UCF is engaged with its community. So it’s no surprise that the Carnegie Foundation for the Advancement of Teaching has again awarded UCF its “Community Engagement” classification.
This recognition places UCF in elite company. UCF is one of only 25 public universities with the Carnegie Foundation’s highest designation in the categories of “community engagement” and “very high” research activity.
“This tremendous accomplishment is a testament to the dedication and spirit of collaboration that lives among our outstanding staff and faculty members and students,” said President John C. Hitt. “This prestigious designation is a reflection of our commitment to improving our community, not just through innovative academics, but also through programs that substantively affect the ways our students learn and how they relate to the world around them.”
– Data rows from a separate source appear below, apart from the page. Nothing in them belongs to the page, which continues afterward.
use crate::Scoring;

/// The two sequences being aligned together with the scoring scheme. Immutable once built,
/// shared by reference with every worker during a fill.
#[derive(Debug, Clone)]
pub struct SequenceContext {
    x: Vec<u8>,
    y: Vec<u8>,
    scoring: Scoring,
}

impl SequenceContext {
    pub fn new(x: impl Into<Vec<u8>>, y: impl Into<Vec<u8>>, scoring: &Scoring) -> Self {
        Self {
            x: x.into(),
            y: y.into(),
            scoring: scoring.clone(),
        }
    }

    pub fn x(&self) -> &[u8] {
        &self.x
    }

    pub fn y(&self) -> &[u8] {
        &self.y
    }

    pub fn scoring(&self) -> &Scoring {
        &self.scoring
    }

    /// Number of matrix rows, `|X| + 1`
    pub fn rows(&self) -> usize {
        self.x.len() + 1
    }

    /// Number of matrix columns, `|Y| + 1`
    pub fn cols(&self) -> usize {
        self.y.len() + 1
    }

    #[inline(always)]
    pub fn gap_penalty(&self) -> f32 {
        self.scoring.gap_penalty
    }

    /// Score of the boundary cell at `index` along row 0 or column 0
    #[inline(always)]
    pub fn boundary(&self, index: usize) -> f32 {
        index as f32 * self.scoring.gap_penalty
    }

    /// Substitution score for aligning `X[i - 1]` against `Y[j - 1]`
    #[inline(always)]
    pub fn substitution(&self, i: usize, j: usize) -> f32 {
        if self.x[i - 1] == self.y[j - 1] {
            self.scoring.match_score
        } else {
            self.scoring.mismatch_score
        }
    }

    /// Score of cell `(i, j)` from its diagonal, up and left neighbours. Every engine goes
    /// through this function so the matrices they produce are bit-identical.
    #[inline(always)]
    pub fn recurrence(&self, i: usize, j: usize, diag: f32, up: f32, left: f32) -> f32 {
        let gap = self.scoring.gap_penalty;
        let diag_score = diag + self.substitution(i, j);
        let up_score = up + gap;
        let left_score = left + gap;
        diag_score.max(up_score).max(left_score)
    }
}

#[cfg(test)]
mod tests {
    use super::*;

    #[test]
    fn test_dimensions() {
        let ctx = SequenceContext::new("GATTACA", "GCAT", &Scoring::default());
        assert_eq!(ctx.rows(), 8);
        assert_eq!(ctx.cols(), 5);

        let ctx = SequenceContext::new("", "", &Scoring::default());
        assert_eq!(ctx.rows(), 1);
        assert_eq!(ctx.cols(), 1);
    }

    #[test]
    fn test_substitution() {
        let ctx = SequenceContext::new("AC", "AG", &Scoring::default());
        assert_eq!(ctx.substitution(1, 1), 1.0);
        assert_eq!(ctx.substitution(2, 2), -1.0);
        assert_eq!(ctx.substitution(2, 1), -1.0);
    }

    #[test]
    fn test_recurrence_picks_best_predecessor() {
        let ctx = SequenceContext::new("A", "A", &Scoring::default());
        // diagonal match wins
        assert_eq!(ctx.recurrence(1, 1, 0.0, -2.0, -2.0), 1.0);
        // gap from above wins over a poor diagonal
        assert_eq!(ctx.recurrence(1, 1, -10.0, 3.0, -2.0), 1.0);
        assert_eq!(ctx.recurrence(1, 1, -10.0, -2.0, 5.0), 3.0);
    }

    #[test]
    fn test_boundary() {
        let ctx = SequenceContext::new("ACGT", "AC", &Scoring::default());
        assert_eq!(ctx.boundary(0), 0.0);
        assert_eq!(ctx.boundary(3), -6.0);
    }
}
Among the university’s goals is to be the nation’s partnership university and that means finding ways to work together with our local, regional and national community to enhance the lives of students and residents for a better tomorrow.
These partnerships and community service successes are happening every day. More than 20,000 students participate annually in experiential learning through co-op, internships, and service-learning courses. And the university has teamed up with community partners for some of its biggest successes including the creation of UCF’s College of Medicine, DirectConnect to UCF, which offers students from four nearby state colleges an opportunity to gain direct access to UCF after earning their associate’s degree, and more recently to develop a plan to open a campus in downtown Orlando.
Those partnerships are also part of every college’s DNA at the university.
For example the College of Health and Public Affairs has been partnering with the Children’s Home Society of Florida, Orange County Public Schools and Central Florida Family Health Center to run Evans Community School at Evans High School. This community school integrates academics, family support, parent involvement, community development, health care and enrichment opportunities to give children additional resources to make a difference in a child’s educational success. These resources include: after-school tutoring, mentoring programs, food pantries, adult education for their parents, child care, healthier lifestyle alternatives, recreational activities, and a new clinic offering medical, dental, behavioral health and social services to students, staff and community members.
“The Carnegie Foundation’s recognition of our great work is just one example of how quickly UCF has risen in the past 50 years,” Hitt said. “I look forward to what UCF will accomplish in the next 50.”